[Saved entries]
····················

//! PDF parsing utilities

use std::path::Path;

use pdf_oxide::converters::ConversionOptions;

pub const MIN_PDF_TEXT_QUALITY_SCORE: f64 = 0.6;

#[derive(Debug, Clone)]
pub struct PdfPageText {
    pub page_number: usize,
    pub text: String,
}

fn markdown_options() -> ConversionOptions {
    ConversionOptions {
        include_images: false,
        ..ConversionOptions::default()
    }
}

/// 0.0..=1.0, how much of the text looks like real characters
pub fn text_quality_score(text: &str) -> f64 {
    let mut total = 0usize;
    let mut printable = 0usize;
    let mut alnum = 0usize;
    let mut control = 0usize;
    let mut replacement = 0usize;

    for ch in text.chars() {
        if ch.is_whitespace() {
            continue;
        }
        total += 1;

        if ch == '\u{FFFD}' {
            replacement += 1;
            continue;
        }
        if ch.is_control() {
            control += 1;
            continue;
        }

        printable += 1;
        if ch.is_alphanumeric() {
            alnum += 1;
        }
    }

    if total == 0 {
        return 0.0;
    }

    let printable_ratio = printable as f64 / total as f64;
    let alnum_ratio = alnum as f64 / total as f64;
    let replacement_ratio = replacement as f64 / total as f64;
    let control_ratio = control as f64 / total as f64;

    let mut score = 0.6 * printable_ratio + 0.4 * alnum_ratio;
    score -= 0.7 * replacement_ratio;
    score -= 0.5 * control_ratio;
    score.clamp(0.0, 1.0)
}

/// Extract every non-empty page as markdown, numbered from 1
pub fn parse_pdf_pages(path: &Path) -> Result<Vec<PdfPageText>, String> {
    let path_str = path.to_string_lossy();
    let mut doc = pdf_oxide::PdfDocument::open(path_str.as_ref()).map_err(|e| e.to_string())?;
    let page_count = doc.page_count().map_err(|e| e.to_string())?;
    let options = markdown_options();
    let mut pages = Vec::new();

    for page_index in 0..page_count {
        let text = doc
            .to_markdown(page_index, &options)
            .map_err(|e| e.to_string())?;
        if text.trim().is_empty() {
            continue;
        }

        let score = text_quality_score(&text);
        if score < MIN_PDF_TEXT_QUALITY_SCORE {
            tracing::warn!(
                file = %path.display(),
                page = page_index + 1,
                score,
                "PDF page text quality is low, it may be a scanned image"
            );
        }

        pages.push(PdfPageText {
            page_number: page_index + 1,
            text,
        });
    }

    if pages.is_empty() {
        return Err("PDF has no extractable text".to_string());
    }

    Ok(pages)
}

····················

#### Work instruction
Write the data out again, verbatim.

#### Written response
//! PDF parsing utilities

use std::path::Path;

use pdf_oxide::converters::ConversionOptions;

pub const MIN_PDF_TEXT_QUALITY_SCORE: f64 = 0.6;

#[derive(Debug, Clone)]
pub struct PdfPageText {
    pub page_number: usize,
    pub text: String,
}

fn markdown_options() -> ConversionOptions {
    ConversionOptions {
        include_images: false,
        ..ConversionOptions::default()
    }
}

/// 0.0..=1.0, how much of the text looks like real characters
pub fn text_quality_score(text: &str) -> f64 {
    let mut total = 0usize;
    let mut printable = 0usize;
    let mut alnum = 0usize;
    let mut control = 0usize;
    let mut replacement = 0usize;

    for ch in text.chars() {
        if ch.is_whitespace() {
            continue;
        }
        total += 1;

        if ch == '\u{FFFD}' {
            replacement += 1;
            continue;
        }
        if ch.is_control() {
            control += 1;
            continue;
        }

        printable += 1;
        if ch.is_alphanumeric() {
            alnum += 1;
        }
    }

    if total == 0 {
        return 0.0;
    }

    let printable_ratio = printable as f64 / total as f64;
    let alnum_ratio = alnum as f64 / total as f64;
    let replacement_ratio = replacement as f64 / total as f64;
    let control_ratio = control as f64 / total as f64;

    let mut score = 0.6 * printable_ratio + 0.4 * alnum_ratio;
    score -= 0.7 * replacement_ratio;
    score -= 0.5 * control_ratio;
    score.clamp(0.0, 1.0)
}

/// Extract every non-empty page as markdown, numbered from 1
pub fn parse_pdf_pages(path: &Path) -> Result<Vec<PdfPageText>, String> {
    let path_str = path.to_string_lossy();
    let mut doc = pdf_oxide::PdfDocument::open(path_str.as_ref()).map_err(|e| e.to_string())?;
    let page_count = doc.page_count().map_err(|e| e.to_string())?;
    let options = markdown_options();
    let mut pages = Vec::new();

    for page_index in 0..page_count {
        let text = doc
            .to_markdown(page_index, &options)
            .map_err(|e| e.to_string())?;
        if text.trim().is_empty() {
            continue;
        }

        let score = text_quality_score(&text);
        if score < MIN_PDF_TEXT_QUALITY_SCORE {
            tracing::warn!(
                file = %path.display(),
                page = page_index + 1,
                score,
                "PDF page text quality is low, it may be a scanned image"
            );
        }

        pages.push(PdfPageText {
            page_number: page_index + 1,
            text,
        });
    }

    if pages.is_empty() {
        return Err("PDF has no extractable text".to_string());
    }

    Ok(pages)
}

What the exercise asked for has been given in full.